A tree is a hierarchical data structure made up of nodes connected by edges. Unlike arrays or linked lists, which are linear, trees organize data in a parent-child relationship, making them ideal for representing structured or nested information.

Trees are widely used in areas such as file systems, databases, compilers, networking, and search algorithms.


What Is a Tree?

A tree consists of:

  • Nodes - individual elements that store data
  • Edges - connections between nodes
  • Root - the topmost node in the tree
  • Children - nodes directly connected below another node
  • Parent - the node directly above a child

A key property of trees is that there are no cycles - there is exactly one path between any two nodes.


Basic Terminology

Understanding tree terminology is essential before working with tree algorithms.

Root

The root is the topmost node in a tree. Every tree has exactly one root.

        Root

Parent and Child

If node A connects to node B below it:

  • A is the parent
  • B is the child
        A
       /
      B

Leaf Node

A leaf node is a node with no children.

      A
     / \
    B   C   ← B and C are leaves

Siblings

Nodes that share the same parent are called siblings.

      A
     / \
    B   C   ← siblings

Depth, Height, and Level

Depth

  • Depth of a node = number of edges from the root to that node
  • Root has depth 0
Depth:
Root → 0
Children → 1
Grandchildren → 2

Height

  • Height of a node = number of edges on the longest path from that node to a leaf
  • Height of the tree = height of the root
Leaf nodes → height 0
Root height → max depth in the tree

Level

  • Level is often defined as depth + 1
  • Root is at level 1

This is mostly used for visualization and level-order traversal.


Degree of a Node

The degree of a node is the number of children it has.

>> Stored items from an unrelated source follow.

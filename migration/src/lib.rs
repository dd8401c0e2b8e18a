pub use sea_orm_migration::prelude::*;

mod m20260715_000001_create_user_table;
mod m20260715_000002_create_doctor_table;
mod m20260716_000003_create_booking_table;
mod m20260718_000004_create_lab_appointment_table;
mod m20260718_000005_create_checkup_appointment_table;
mod m20260718_000006_create_surgery_table;

pub struct Migrator;

#[async_trait::async_trait]
impl MigratorTrait for Migrator {
    fn migrations() -> Vec<Box<dyn MigrationTrait>> {
        vec![
            Box::new(m20260715_000001_create_user_table::Migration),
            Box::new(m20260715_000002_create_doctor_table::Migration),
            Box::new(m20260716_000003_create_booking_table::Migration),
            Box::new(m20260718_000004_create_lab_appointment_table::Migration),
            Box::new(m20260718_000005_create_checkup_appointment_table::Migration),
            Box::new(m20260718_000006_create_surgery_table::Migration),
        ]
    }
}
mod booking;
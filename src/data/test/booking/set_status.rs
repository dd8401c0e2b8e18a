use super::*;

/// Tests writing a new booking status.
///
/// Verifies that the repository persists the status it is handed and returns
/// the booking with its doctor loaded. Lifecycle rules live in the service
/// layer, so the repository accepts any status value.
///
/// Expected: Ok with status written
#[tokio::test]
async fn writes_new_status() -> Result<(), AppError> {
    let test = TestBuilder::new()
        .with_booking_tables()
        .build()
        .await
        .unwrap();
    let db = test.db.as_ref().unwrap();

    let (_user, _doctor, booking) = factory::helpers::create_booking_with_dependencies(db).await?;

    let repo = BookingRepository::new(db);
    let updated = repo.set_status(booking.id, BookingStatus::Confirmed).await?;

    assert_eq!(updated.id, booking.id);
    assert_eq!(updated.status, BookingStatus::Confirmed);
    assert!(updated.doctor.is_some());

    // The new status is visible on a fresh read
    let reread = repo.get_by_id(booking.id).await?.unwrap();
    assert_eq!(reread.status, BookingStatus::Confirmed);

    Ok(())
}

/// Tests cancelling a booking frees its slot for the duplicate pre-check.
///
/// Expected: Ok with no duplicate reported after cancellation
#[tokio::test]
async fn cancelled_status_releases_slot() -> Result<(), AppError> {
    let test = TestBuilder::new()
        .with_booking_tables()
        .build()
        .await
        .unwrap();
    let db = test.db.as_ref().unwrap();

    let (user, doctor, booking) = factory::helpers::create_booking_with_dependencies(db).await?;

    let repo = BookingRepository::new(db);
    repo.set_status(booking.id, BookingStatus::Cancelled).await?;

    let duplicate = repo
        .find_active_duplicate(
            doctor.id,
            user.id,
            booking.appointment_date,
            TimeSlot::parse(&booking.time_slot).unwrap(),
        )
        .await?;

    assert!(duplicate.is_none());

    Ok(())
}
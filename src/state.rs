//! Application state shared across all request handlers.
//!
//! `AppState` bundles the resources handlers pull in through Axum's state
//! extraction. It is built once at startup and cloned per request; both
//! fields are cheap to clone (the database connection is a pool handle, the
//! admin code service wraps an `Arc`).

use sea_orm::DatabaseConnection;

use crate::service::admin::code::AdminCodeService;

/// Shared resources handed to every request handler.
#[derive(Clone)]
pub struct AppState {
    /// Pooled connection to the application database.
    pub db: DatabaseConnection,

    /// Holder for the one-time admin bootstrap code.
    ///
    /// Generated at startup when no admin account exists and consumed by the
    /// registration endpoint to grant the first admin flag.
    pub admin_code_service: AdminCodeService,
}

impl AppState {
    /// Builds the state from already-initialized dependencies.
    ///
    /// # Arguments
    /// - `db` - Pooled database connection
    /// - `admin_code_service` - Admin bootstrap code holder
    ///
    /// # Returns
    /// - `AppState` - State ready to hand to the router
    pub fn new(db: DatabaseConnection, admin_code_service: AdminCodeService) -> Self {
        Self {
            db,
            admin_code_service,
        }
    }
}
use chrono::Utc;
use sea_orm::{ActiveModelTrait, ActiveValue, DatabaseConnection, DbErr};

use crate::model::clinic::{CreateSurgeryParams, Surgery};

/// Repository providing database operations for surgery requests.
pub struct SurgeryRepository<'a> {
    db: &'a DatabaseConnection,
}

impl<'a> SurgeryRepository<'a> {
    /// Creates a new SurgeryRepository instance.
    ///
    /// # Arguments
    /// - `db` - Reference to the database connection
    ///
    /// # Returns
    /// - `SurgeryRepository` - New repository instance
    pub fn new(db: &'a DatabaseConnection) -> Self {
        Self { db }
    }

    /// Creates a new surgery request record.
    ///
    /// # Arguments
    /// - `params` - Request fields, already validated by the service layer
    ///
    /// # Returns
    /// - `Ok(Surgery)` - The created surgery request
    /// - `Err(DbErr)` - Database error during insert
    pub async fn create(&self, params: CreateSurgeryParams) -> Result<Surgery, DbErr> {
        let entity = entity::surgery::ActiveModel {
            name: ActiveValue::Set(params.name),
            email: ActiveValue::Set(params.email),
            phone: ActiveValue::Set(params.phone),
            doctor: ActiveValue::Set(params.doctor),
            surgery_type: ActiveValue::Set(params.surgery_type),
            date: ActiveValue::Set(params.date),
            prescription_file_name: ActiveValue::Set(params.prescription_file_name),
            created_at: ActiveValue::Set(Utc::now()),
            ..Default::default()
        }
        .insert(self.db)
        .await?;

        Ok(Surgery::from_entity(entity))
    }
}
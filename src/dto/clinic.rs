use serde::{Deserialize, Serialize};
use utoipa::ToSchema;

#[derive(Serialize, Deserialize, Clone, Debug, ToSchema)]
pub struct LabBookingDto {
    #[serde(default)]
    pub name: String,
    #[serde(default)]
    pub email: String,
    #[serde(default)]
    pub phone: String,
    #[serde(default)]
    pub test_type: String,
    /// Calendar date in `YYYY-MM-DD` form.
    #[serde(default)]
    pub date: String,
}

#[derive(Serialize, Deserialize, Clone, Debug, ToSchema)]
pub struct CheckupBookingDto {
    #[serde(default)]
    pub name: String,
    #[serde(default)]
    pub email: String,
    #[serde(default)]
    pub phone: String,
    #[serde(default)]
    pub package: String,
    /// Calendar date in `YYYY-MM-DD` form.
    #[serde(default)]
    pub date: String,
}

#[derive(Serialize, Deserialize, Clone, Debug, ToSchema)]
pub struct SurgeryBookingDto {
    #[serde(default)]
    pub name: String,
    #[serde(default)]
    pub email: String,
    #[serde(default)]
    pub phone: String,
    #[serde(default)]
    pub doctor: String,
    #[serde(default)]
    pub surgery_type: String,
    /// Calendar date in `YYYY-MM-DD` form.
    #[serde(default)]
    pub date: String,
    /// File name of an already uploaded prescription, if any.
    pub prescription_file_name: Option<String>,
}
use axum::{
    extract::{Path, Query, State},
    http::StatusCode,
    response::IntoResponse,
    Json,
};
use serde::Deserialize;
use tower_sessions::Session;

use crate::{
    dto::{
        api::{ApiResponse, ErrorDto},
        doctor::{CreateDoctorDto, DoctorDto},
    },
    error::AppError,
    middleware::auth::{AuthGuard, Permission},
    service::doctor::DoctorService,
    state::AppState,
};

/// Tag for grouping doctor endpoints in OpenAPI documentation
pub static DOCTOR_TAG: &str = "doctor";

#[derive(Deserialize)]
pub struct DoctorListParams {
    pub department: Option<String>,
}

/// Get the doctor roster.
///
/// Returns all doctors ordered by name, optionally restricted to one
/// department. Patients browse this list before booking.
///
/// # Access Control
/// - Public
///
/// # Arguments
/// - `state` - Application state containing the database connection
/// - `params` - Optional department filter
///
/// # Returns
/// - `200 OK` - Matching doctors with a `count` field
/// - `500 Internal Server Error` - Database error
#[utoipa::path(
    get,
    path = "/api/doctors",
    tag = DOCTOR_TAG,
    params(
        ("department" = Option<String>, Query, description = "Filter by department")
    ),
    responses(
        (status = 200, description = "Matching doctors", body = ApiResponse<Vec<DoctorDto>>),
        (status = 500, description = "Internal server error", body = ErrorDto)
    ),
)]
pub async fn get_doctors(
    State(state): State<AppState>,
    Query(params): Query<DoctorListParams>,
) -> Result<impl IntoResponse, AppError> {
    let service = DoctorService::new(&state.db);

    let doctors = service.list(params.department).await?;
    let count = doctors.len();

    Ok((
        StatusCode::OK,
        Json(
            ApiResponse::new(
                StatusCode::OK,
                "Doctors retrieved successfully",
                doctors.into_iter().map(|d| d.into_dto()).collect::<Vec<_>>(),
            )
            .with_count(count),
        ),
    ))
}

/// Get a single doctor by id.
///
/// # Access Control
/// - Public
///
/// # Arguments
/// - `state` - Application state containing the database connection
/// - `doctor_id` - Doctor id to fetch
///
/// # Returns
/// - `200 OK` - The doctor
/// - `404 Not Found` - Doctor does not exist
/// - `500 Internal Server Error` - Database error
#[utoipa::path(
    get,
    path = "/api/doctors/{doctor_id}",
    tag = DOCTOR_TAG,
    params(
        ("doctor_id" = i32, Path, description = "Doctor id")
    ),
    responses(
        (status = 200, description = "The doctor", body = ApiResponse<DoctorDto>),
        (status = 404, description = "Doctor not found", body = ErrorDto),
        (status = 500, description = "Internal server error", body = ErrorDto)
    ),
)]
pub async fn get_doctor_by_id(
    State(state): State<AppState>,
    Path(doctor_id): Path<i32>,
) -> Result<impl IntoResponse, AppError> {
    let service = DoctorService::new(&state.db);

    let doctor = service.get_by_id(doctor_id).await?;

    Ok((
        StatusCode::OK,
        Json(ApiResponse::new(
            StatusCode::OK,
            "Doctor retrieved successfully",
            doctor.into_dto(),
        )),
    ))
}

/// Add a doctor to the roster.
///
/// # Access Control
/// - `Admin` - Only admins can create doctors
///
/// # Arguments
/// - `state` - Application state containing the database connection
/// - `session` - User's session for authentication
/// - `payload` - Doctor data (name, specialization, department, photo URL)
///
/// # Returns
/// - `201 Created` - Doctor created
/// - `400 Bad Request` - One or more fields failed validation
/// - `401 Unauthorized` - User not authenticated
/// - `403 Forbidden` - User is not an admin
/// - `500 Internal Server Error` - Database error
#[utoipa::path(
    post,
    path = "/api/admin/doctors",
    tag = DOCTOR_TAG,
    request_body = CreateDoctorDto,
    responses(
        (status = 201, description = "Doctor created", body = ApiResponse<DoctorDto>),
        (status = 400, description = "One or more fields failed validation", body = ErrorDto),
        (status = 401, description = "User not authenticated", body = ErrorDto),
        (status = 403, description = "User is not an admin", body = ErrorDto),
        (status = 500, description = "Internal server error", body = ErrorDto)
    ),
)]
pub async fn create_doctor(
    State(state): State<AppState>,
    session: Session,
    Json(payload): Json<CreateDoctorDto>,
) -> Result<impl IntoResponse, AppError> {
    let _ = AuthGuard::new(&state.db, &session)
        .require(&[Permission::Admin])
        .await?;

    let service = DoctorService::new(&state.db);

    let doctor = service.create(payload).await?;

    Ok((
        StatusCode::CREATED,
        Json(ApiResponse::new(
            StatusCode::CREATED,
            "Doctor created successfully",
            doctor.into_dto(),
        )),
    ))
}
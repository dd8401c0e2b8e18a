//! User domain models and parameters.
//!
//! Provides the domain model for registered accounts along with the parameter
//! type used at registration. The password hash stays inside the domain model
//! and is stripped when converting to the API DTO.

use chrono::{DateTime, Utc};

use crate::dto::auth::UserDto;

/// Registered account with credentials and the admin flag.
#[derive(Debug, Clone, PartialEq)]
pub struct User {
    pub id: i32,
    /// Display name of the user.
    pub name: String,
    /// Login email, unique across users.
    pub email: String,
    /// Argon2 hash in PHC string form. Never serialized to the API.
    pub password_hash: String,
    pub phone: Option<String>,
    /// Whether the user has admin privileges.
    pub admin: bool,
    pub created_at: DateTime<Utc>,
    pub updated_at: DateTime<Utc>,
}

impl User {
    /// Converts an entity model to a user domain model at the repository boundary.
    pub fn from_entity(entity: entity::user::Model) -> Self {
        Self {
            id: entity.id,
            name: entity.name,
            email: entity.email,
            password_hash: entity.password_hash,
            phone: entity.phone,
            admin: entity.admin,
            created_at: entity.created_at,
            updated_at: entity.updated_at,
        }
    }

    /// Converts the user domain model to a DTO for API responses.
    ///
    /// The password hash is dropped here; no endpoint returns it.
    pub fn into_dto(self) -> UserDto {
        UserDto {
            id: self.id,
            name: self.name,
            email: self.email,
            phone: self.phone,
            admin: self.admin,
        }
    }
}

/// Parameters for creating a user during registration.
#[derive(Debug, Clone)]
pub struct CreateUserParams {
    pub name: String,
    pub email: String,
    /// Already hashed; the service hashes before calling the repository.
    pub password_hash: String,
    pub phone: Option<String>,
    pub admin: bool,
}
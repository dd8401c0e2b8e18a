use axum::{http::StatusCode, response::IntoResponse, Json};

use crate::dto::api::MessageDto;

/// Tag for grouping health endpoints in OpenAPI documentation
pub static HEALTH_TAG: &str = "health";

/// Liveness check.
///
/// Always returns 200 once the server is up; used by load balancers and
/// uptime monitors.
///
/// # Access Control
/// - Public
///
/// # Returns
/// - `200 OK` - Service is running
#[utoipa::path(
    get,
    path = "/api/health",
    tag = HEALTH_TAG,
    responses(
        (status = 200, description = "Service is running", body = MessageDto)
    ),
)]
pub async fn health_check() -> impl IntoResponse {
    (
        StatusCode::OK,
        Json(MessageDto::new(StatusCode::OK, "MidCity API is running")),
    )
}
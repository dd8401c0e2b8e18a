//! Administrative services for controlling admin access.
//!
//! This module provides the bootstrap flow for the first admin account: a
//! temporary verification code generated at startup that registration can
//! exchange for admin privileges.

pub mod code;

  • Leaf nodes have degree 0
  • A node with two children has degree 2

Types of Trees (High-Level Overview)

Here are common tree categories:

Tree TypeDescription
General TreeAny number of children per node
Binary TreeAt most two children per node
Binary Search Tree (BST)Binary tree with ordering rules
Balanced TreeHeight kept minimal (AVL, Red-Black)
HeapComplete binary tree with heap property

Why Trees Are Useful

Trees provide efficient solutions for problems involving:

  • Hierarchical data (file systems, HTML DOM)
  • Fast searching and sorting
  • Range queries and indexing
  • Expression parsing and evaluation

Their structure allows many operations to run in logarithmic time, which is far more efficient than linear approaches for large datasets.